Depois de dois dias de reuniões, que terminaram nesse sábado (12), a oposição e o governo da Venezuela chegaram a um princípio de acordo para superar diferenças politicas e a crise econômica, marcada por meses de desabastecimento e inflação anual de três dígitos.
No fim da tarde, foi divulgada a declaração conjunta “Conviver em Paz”, prometendo acabar com o enfrentamento constante que tem dominado o cenário venezuelano. Os dois lados também decidiram incorporar ao diálogo setores da sociedade civil.
Na sexta-feira (11), quando começou a reunião, existiam sérias dúvidas de que o diálogo entre as o governo e a oposição iria avançar – mesmo sendo mediado pelo Vaticano, pela União de (dez) Nações Sul-americanas (Unasul), e por quatro ex-presidentes.
A oposição ameaçou voltar às ruas e retomar os protestos caso o presidente Nicolás Maduro não aceitasse suas reivindicações esta semana – a principal delas, uma saída eleitoral para a crise.
A oposição quer realizar este ano um referendo revogatório (mecanismo constitucional que permite ao povo destituir o presidente) ou antecipar as eleições presidenciais de 2018. Mas Maduro já disse que não só vai completar este mandato, como disputar o próximo.
Em outubro, a Justiça Eleitoral suspendeu o processo iniciado pela oposição para convocar o referendo revogatório, que implica conseguir o apoio, por escrito, de 20% do eleitorado. O motivo dado foi a necessidade de apurar supostas irregularidades na coleta de assinaturas. Mas os oposicionistas acusam o Judiciário de estar aliado ao Executivo e faz de tudo para garantir a continuidade do Partido Socialista Unido da Venezuela (PSUV), no poder há 17 anos.
Os oposicionistas reagiram à suspensão do referendo com manifestações. Mas suspenderam uma marcha ao palácio presidencial, que estava marcada para o último dia 1º, a pedido do Vaticano – que aceitou ser mediador numa mesa de diálogo entre as partes. Na primeira reunião, no último dia 30 de outubro, o governo e oposição acordaram discutir quatro temas: a crise econômica; o respeito às instituições; a soberania e um cronograma eleitoral.
No fim da reunião ontem, foram anunciados avanços em relação a medidas para superar a crise econômica – prioridade do presidente Nicolás Maduro. Ele tem atribuído o desabastecimento e a inflação à queda do preço do petróleo (principal produto de exportação do país) e a um suposto boicote dos grupos empresariais, para derrubá-lo. Longas filas nas portas de supermercados, prateleiras vazias e hospitais sem remédios e sem meios para atender aos pacientes contribuíram para a derrota do governo nas eleições legislativas de dezembro passado.
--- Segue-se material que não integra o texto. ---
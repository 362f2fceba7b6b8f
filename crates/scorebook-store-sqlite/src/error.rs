//! Error type for `scorebook-store-sqlite`.

use thiserror::Error;

#[derive(Debug, Error)]
pub enum Error {
  #[error("core error: {0}")]
  Core(#[from] scorebook_core::Error),

  #[error("database error: {0}")]
  Database(#[from] tokio_rusqlite::Error),

  #[error("date parse error: {0}")]
  DateParse(String),

  /// A column held a value the domain types cannot represent.
  #[error("decode error: {0}")]
  Decode(String),
}

pub type Result<T, E = Error> = std::result::Result<T, E>;
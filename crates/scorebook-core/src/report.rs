//! Read-side queries: rankings and performance-tier listings over the
//! aggregate tables, plus raw score listings per student or classroom.

use std::{cmp::Ordering, collections::HashMap, sync::Arc};

use serde::{Deserialize, Serialize};

use crate::{
  Error, ServiceError,
  average::Tier,
  code::{ClassroomCode, ExamCode, StudentCode, SubjectCode, TermCode},
  ranking::{Period, Population, Standing},
  school::Student,
  score::{ClassroomScore, ScoreDetail},
  store::{AggregateStore, ReferenceReader, ScoreStore},
};

#[derive(Debug, Clone, PartialEq, Serialize, Deserialize)]
pub struct RankingEntry {
  pub student_code: StudentCode,
  pub name:         String,
  pub average:      f64,
  pub rank:         Option<u32>,
  pub tier:         Tier,
  /// Report-card label of `tier`, e.g. `"Khá"`.
  pub tier_label:   String,
}

/// A population's standings for one period, best first.
#[derive(Debug, Clone, PartialEq, Serialize, Deserialize)]
pub struct RankingList {
  pub population:     Population,
  pub period:         Period,
  /// Everyone enrolled in the population, with or without an average.
  pub total_students: usize,
  pub entries:        Vec<RankingEntry>,
}

#[derive(Debug, Clone, PartialEq, Serialize, Deserialize)]
pub struct PerformanceEntry {
  pub student_code:   StudentCode,
  pub name:           String,
  pub average:        f64,
  pub classroom_rank: Option<u32>,
  pub grade_rank:     Option<u32>,
}

/// The students of a population whose average falls in one tier.
#[derive(Debug, Clone, PartialEq, Serialize, Deserialize)]
pub struct PerformanceList {
  pub population:     Population,
  pub period:         Period,
  pub tier:           Tier,
  pub tier_label:     String,
  /// Number of entries.
  pub total_students: usize,
  pub entries:        Vec<PerformanceEntry>,
}

pub struct Reports<S> {
  store: Arc<S>,
}

impl<S> Clone for Reports<S> {
  fn clone(&self) -> Self { Self { store: Arc::clone(&self.store) } }
}

impl<S> Reports<S>
where
  S: ReferenceReader + ScoreStore + AggregateStore,
{
  pub fn new(store: Arc<S>) -> Self { Self { store } }

  /// Students of `population`, failing if the classroom or grade is unknown.
  pub async fn members(
    &self,
    population: &Population,
  ) -> Result<Vec<Student>, ServiceError<S::Error>> {
    match population {
      Population::Classroom(code) => {
        self
          .store
          .classroom(code)
          .await
          .map_err(ServiceError::Store)?
          .ok_or_else(|| Error::ClassroomNotFound(code.clone()))?;
        self
          .store
          .classroom_students(code)
          .await
          .map_err(ServiceError::Store)
      }
      Population::Grade(code) => {
        self
          .store
          .grade(code)
          .await
          .map_err(ServiceError::Store)?
          .ok_or_else(|| Error::GradeNotFound(code.clone()))?;
        self
          .store
          .grade_students(code)
          .await
          .map_err(ServiceError::Store)
      }
    }
  }

  /// `period` if given, otherwise the school year of the population's grade.
  pub async fn resolve_period(
    &self,
    population: &Population,
    period: Option<Period>,
  ) -> Result<Period, ServiceError<S::Error>> {
    if let Some(period) = period {
      return Ok(period);
    }
    let grade_code = match population {
      Population::Grade(code) => code.clone(),
      Population::Classroom(code) => {
        self
          .store
          .classroom(code)
          .await
          .map_err(ServiceError::Store)?
          .ok_or_else(|| Error::ClassroomNotFound(code.clone()))?
          .grade_code
      }
    };
    let grade = self
      .store
      .grade(&grade_code)
      .await
      .map_err(ServiceError::Store)?
      .ok_or(Error::GradeNotFound(grade_code))?;
    Ok(Period::SchoolYear(grade.school_year_code))
  }

  /// Standings of `population` for `period`, joined with student names.
  async fn standings(
    &self,
    population: &Population,
    period: &Period,
  ) -> Result<(usize, Vec<(Student, Standing)>), ServiceError<S::Error>> {
    let members = self.members(population).await?;
    let total = members.len();
    let mut by_code: HashMap<StudentCode, Student> =
      members.into_iter().map(|s| (s.code.clone(), s)).collect();

    let rows = self
      .store
      .standings(period)
      .await
      .map_err(ServiceError::Store)?
      .into_iter()
      .filter_map(|row| by_code.remove(&row.student_code).map(|s| (s, row)))
      .collect();
    Ok((total, rows))
  }

  pub async fn ranking(
    &self,
    population: &Population,
    period: &Period,
  ) -> Result<RankingList, ServiceError<S::Error>> {
    let scope = population.scope();
    let (total_students, rows) = self.standings(population, period).await?;

    let mut entries: Vec<RankingEntry> = rows
      .into_iter()
      .map(|(student, row)| RankingEntry {
        rank:         row.rank(scope),
        student_code: row.student_code,
        name:         student.name,
        average:      row.average,
        tier:         row.tier,
        tier_label:   row.tier.label_vi().to_owned(),
      })
      .collect();
    entries.sort_by(|a, b| {
      by_rank(a.rank, b.rank)
        .then_with(|| b.average.total_cmp(&a.average))
        .then_with(|| a.student_code.cmp(&b.student_code))
    });

    Ok(RankingList {
      population: population.clone(),
      period: period.clone(),
      total_students,
      entries,
    })
  }

  pub async fn performance(
    &self,
    population: &Population,
    period: &Period,
    tier: Tier,
  ) -> Result<PerformanceList, ServiceError<S::Error>> {
    let scope = population.scope();
    let (_, rows) = self.standings(population, period).await?;

    let mut rows: Vec<(Student, Standing)> =
      rows.into_iter().filter(|(_, row)| row.tier == tier).collect();
    rows.sort_by(|(_, a), (_, b)| {
      by_rank(a.rank(scope), b.rank(scope))
        .then_with(|| b.average.total_cmp(&a.average))
        .then_with(|| a.student_code.cmp(&b.student_code))
    });

    let entries: Vec<PerformanceEntry> = rows
      .into_iter()
      .map(|(student, row)| PerformanceEntry {
        student_code:   row.student_code,
        name:           student.name,
        average:        row.average,
        classroom_rank: row.classroom_rank,
        grade_rank:     row.grade_rank,
      })
      .collect();

    Ok(PerformanceList {
      population: population.clone(),
      period: period.clone(),
      tier,
      tier_label: tier.label_vi().to_owned(),
      total_students: entries.len(),
      entries,
    })
  }

  /// Every score of `student`, optionally narrowed to one subject and/or
  /// term.
  pub async fn student_scores(
    &self,
    student: &StudentCode,
    subject: Option<&SubjectCode>,
    term: Option<&TermCode>,
  ) -> Result<Vec<ScoreDetail>, ServiceError<S::Error>> {
    self
      .store
      .student(student)
      .await
      .map_err(ServiceError::Store)?
      .ok_or_else(|| Error::StudentNotFound(student.clone()))?;

    let mut scores = self
      .store
      .student_scores(student)
      .await
      .map_err(ServiceError::Store)?;
    scores.retain(|s| {
      subject.is_none_or(|c| *c == s.subject_code)
        && term.is_none_or(|c| *c == s.term_code)
    });
    scores.sort_by(|a, b| {
      (&a.term_code, &a.subject_code, &a.exam_code).cmp(&(
        &b.term_code,
        &b.subject_code,
        &b.exam_code,
      ))
    });
    Ok(scores)
  }

  /// Scores of the students enrolled in `classroom`, optionally narrowed to
  /// one exam and/or subject. Both `classroom` and `exam` must exist.
  pub async fn classroom_scores(
    &self,
    classroom: &ClassroomCode,
    exam: Option<&ExamCode>,
    subject: Option<&SubjectCode>,
  ) -> Result<Vec<ClassroomScore>, ServiceError<S::Error>> {
    self
      .store
      .classroom(classroom)
      .await
      .map_err(ServiceError::Store)?
      .ok_or_else(|| Error::ClassroomNotFound(classroom.clone()))?;
    if let Some(exam) = exam {
      self
        .store
        .exam(exam)
        .await
        .map_err(ServiceError::Store)?
        .ok_or_else(|| Error::ExamNotFound(exam.clone()))?;
    }

    let mut scores = self
      .store
      .classroom_scores(classroom)
      .await
      .map_err(ServiceError::Store)?;
    scores.retain(|s| {
      exam.is_none_or(|c| *c == s.exam_code)
        && subject.is_none_or(|c| *c == s.subject_code)
    });
    scores.sort_by(|a, b| {
      (&a.term_code, &a.subject_code, &a.exam_code, &a.student_code).cmp(&(
        &b.term_code,
        &b.subject_code,
        &b.exam_code,
        &b.student_code,
      ))
    });
    Ok(scores)
  }
}

/// Ranked rows first, ascending; unranked rows last.
fn by_rank(a: Option<u32>, b: Option<u32>) -> Ordering {
  match (a, b) {
    (Some(a), Some(b)) => a.cmp(&b),
    (Some(_), None) => Ordering::Less,
    (None, Some(_)) => Ordering::Greater,
    (None, None) => Ordering::Equal,
  }
}
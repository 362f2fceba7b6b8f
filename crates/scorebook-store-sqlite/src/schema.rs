//! SQL schema for the Scorebook SQLite store.
//!
//! Executed once at connection startup via `PRAGMA user_version`. Future
//! migrations will be gated on that version number.

/// Full schema DDL; idempotent thanks to `CREATE TABLE IF NOT EXISTS`.
pub const SCHEMA: &str = "
PRAGMA journal_mode = WAL;
PRAGMA foreign_keys = ON;

-- Reference data. Loaded by seeding; never written by the engine.
CREATE TABLE IF NOT EXISTS school_years (
    code  TEXT PRIMARY KEY,
    name  TEXT NOT NULL
);

CREATE TABLE IF NOT EXISTS terms (
    code              TEXT PRIMARY KEY,
    name              TEXT NOT NULL,
    school_year_code  TEXT NOT NULL REFERENCES school_years(code),
    start_date        TEXT NOT NULL,   -- YYYY-MM-DD
    end_date          TEXT NOT NULL
);

CREATE TABLE IF NOT EXISTS grades (
    code              TEXT PRIMARY KEY,
    name              TEXT NOT NULL,
    school_year_code  TEXT NOT NULL REFERENCES school_years(code)
);

CREATE TABLE IF NOT EXISTS classrooms (
    code        TEXT PRIMARY KEY,
    name        TEXT NOT NULL,
    grade_code  TEXT NOT NULL REFERENCES grades(code)
);

CREATE TABLE IF NOT EXISTS students (
    code            TEXT PRIMARY KEY,
    name            TEXT NOT NULL,
    classroom_code  TEXT REFERENCES classrooms(code)
);

CREATE TABLE IF NOT EXISTS subjects (
    code  TEXT PRIMARY KEY,
    name  TEXT NOT NULL
);

-- No foreign key on term_code; an exam whose term is missing is skipped
-- by the engine.
CREATE TABLE IF NOT EXISTS exams (
    code          TEXT PRIMARY KEY,
    subject_code  TEXT NOT NULL REFERENCES subjects(code),
    term_code     TEXT NOT NULL,
    date          TEXT NOT NULL
);

CREATE TABLE IF NOT EXISTS scores (
    student_code  TEXT NOT NULL REFERENCES students(code),
    exam_code     TEXT NOT NULL REFERENCES exams(code),
    value         REAL NOT NULL CHECK (value >= 0 AND value <= 10),
    PRIMARY KEY (student_code, exam_code)
);

-- Derived aggregates. Rows are keyed by code only, with no foreign keys;
-- every row can be rebuilt from scores.
CREATE TABLE IF NOT EXISTS subject_term_averages (
    student_code  TEXT NOT NULL,
    subject_code  TEXT NOT NULL,
    term_code     TEXT NOT NULL,
    average       REAL NOT NULL,
    PRIMARY KEY (student_code, subject_code, term_code)
);

CREATE TABLE IF NOT EXISTS student_term_averages (
    student_code    TEXT NOT NULL,
    term_code       TEXT NOT NULL,
    average         REAL NOT NULL,
    classroom_rank  INTEGER,
    grade_rank      INTEGER,
    tier            TEXT NOT NULL,   -- 'excellent' | 'good' | 'average' | 'weak'
    PRIMARY KEY (student_code, term_code)
);

CREATE TABLE IF NOT EXISTS subject_yearly_averages (
    student_code      TEXT NOT NULL,
    subject_code      TEXT NOT NULL,
    school_year_code  TEXT NOT NULL,
    average           REAL NOT NULL,
    PRIMARY KEY (student_code, subject_code, school_year_code)
);

CREATE TABLE IF NOT EXISTS student_yearly_averages (
    student_code      TEXT NOT NULL,
    school_year_code  TEXT NOT NULL,
    average           REAL NOT NULL,
    classroom_rank    INTEGER,
    grade_rank        INTEGER,
    tier              TEXT NOT NULL,
    PRIMARY KEY (student_code, school_year_code)
);

CREATE INDEX IF NOT EXISTS terms_year_idx         ON terms(school_year_code);
CREATE INDEX IF NOT EXISTS students_classroom_idx ON students(classroom_code);
CREATE INDEX IF NOT EXISTS classrooms_grade_idx   ON classrooms(grade_code);
CREATE INDEX IF NOT EXISTS exams_subject_term_idx ON exams(subject_code, term_code);
CREATE INDEX IF NOT EXISTS student_term_idx       ON student_term_averages(term_code);
CREATE INDEX IF NOT EXISTS student_yearly_idx     ON student_yearly_averages(school_year_code);

PRAGMA user_version = 1;
";
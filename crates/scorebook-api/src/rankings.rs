//! Handlers for `/rankings` endpoints.
//!
//! Both take either `?term=<code>` or `?school_year=<code>`; with neither, the
//! school year of the population's grade is used.

use axum::{
  Json,
  extract::{Path, Query, State},
};
use scorebook_core::{
  code::{ClassroomCode, GradeCode, SchoolYearCode, TermCode},
  ranking::{Period, Population},
  report::RankingList,
};
use serde::Deserialize;

use crate::{AppState, Backend, error::ApiError};

#[derive(Debug, Default, Deserialize)]
pub struct PeriodParams {
  pub term:        Option<TermCode>,
  pub school_year: Option<SchoolYearCode>,
}

impl PeriodParams {
  /// The requested period, or `None` to fall back to the default year.
  pub fn into_period(self) -> Result<Option<Period>, ApiError> {
    match (self.term, self.school_year) {
      (Some(_), Some(_)) => Err(ApiError::BadRequest(
        "give either term or school_year, not both".into(),
      )),
      (Some(term), None) => Ok(Some(Period::Term(term))),
      (None, Some(year)) => Ok(Some(Period::SchoolYear(year))),
      (None, None) => Ok(None),
    }
  }
}

async fn ranking<S: Backend>(
  state: &AppState<S>,
  population: Population,
  params: PeriodParams,
) -> Result<RankingList, ApiError> {
  let period = params.into_period()?;
  let period = state.reports.resolve_period(&population, period).await?;
  Ok(state.reports.ranking(&population, &period).await?)
}

/// `GET /rankings/classrooms/{code}`
pub async fn classroom<S: Backend>(
  State(state): State<AppState<S>>,
  Path(code): Path<ClassroomCode>,
  Query(params): Query<PeriodParams>,
) -> Result<Json<RankingList>, ApiError> {
  Ok(Json(ranking(&state, Population::Classroom(code), params).await?))
}

/// `GET /rankings/grades/{code}`
pub async fn grade<S: Backend>(
  State(state): State<AppState<S>>,
  Path(code): Path<GradeCode>,
  Query(params): Query<PeriodParams>,
) -> Result<Json<RankingList>, ApiError> {
  Ok(Json(ranking(&state, Population::Grade(code), params).await?))
}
A nova Assembleia Nacional, de maioria opositora, aprovou uma lei de anistia e reconciliação nacional para libertar mais de 100 de seus lideres acusados de conspirar contra o governo ou incentivar a violência. Maduro não só vetou a lei, como afirmou que o Parlamento carece de legitimidade porque desacatou uma ordem do Supremo Tribunal. O conflito de Poderes se deu quando três deputados oposicionistas, cuja eleição foi questionada pela Justiça, tomaram posse – apesar de a Justiça ter decidido o contrário.
A oposição acusa o Judiciário de estar a serviço de Maduro e considera que a suspensão do referendo revogatório foi uma manobra para adiar a sua realização. Se o presidente for derrotado nas urnas este ano, serão realizadas novas eleições para substituí-lo. Mas se Maduro for destituído a partir de 2017, seu vice, do mesmo partido, completa o mandato, que termina em 2019.
Desafios políticos
No documento negociado nesse sábado, o governo se compromete a solucionar o impasse entre os três Poderes e resolver – de uma vez por todas – a situação dos três deputados opositores. Com eles, a oposição teria dois terços da Assembleia Nacional e, com isso, mais poderes para mudar a atual situação.
O governo também se comprometeu a trabalhar com a oposição para substituir dois membros do Conselho Nacional Eleitoral (CNE), cujos mandatos vencem em dezembro. Os oposicionistas esperam com isso ter um tribunal mais imparcial. O atual foi o que suspendeu o referendo revogatório.
Nada de concreto foi decidido sobre o cronograma eleitoral, reivindicado pela oposição. Mas os opositores esperam chegar a esse ponto através da negociação. A ala mais radical da oposição se negou a participar do diálogo. Seu líder, Leopoldo Lopez, continua preso, acusado de incentivar a violência nos protestos de 2014. Para Lopez e seus seguidores, Maduro está ganhando tempo para lograr o que quer: desmobilizar e dividir a oposição e continuar governando o país.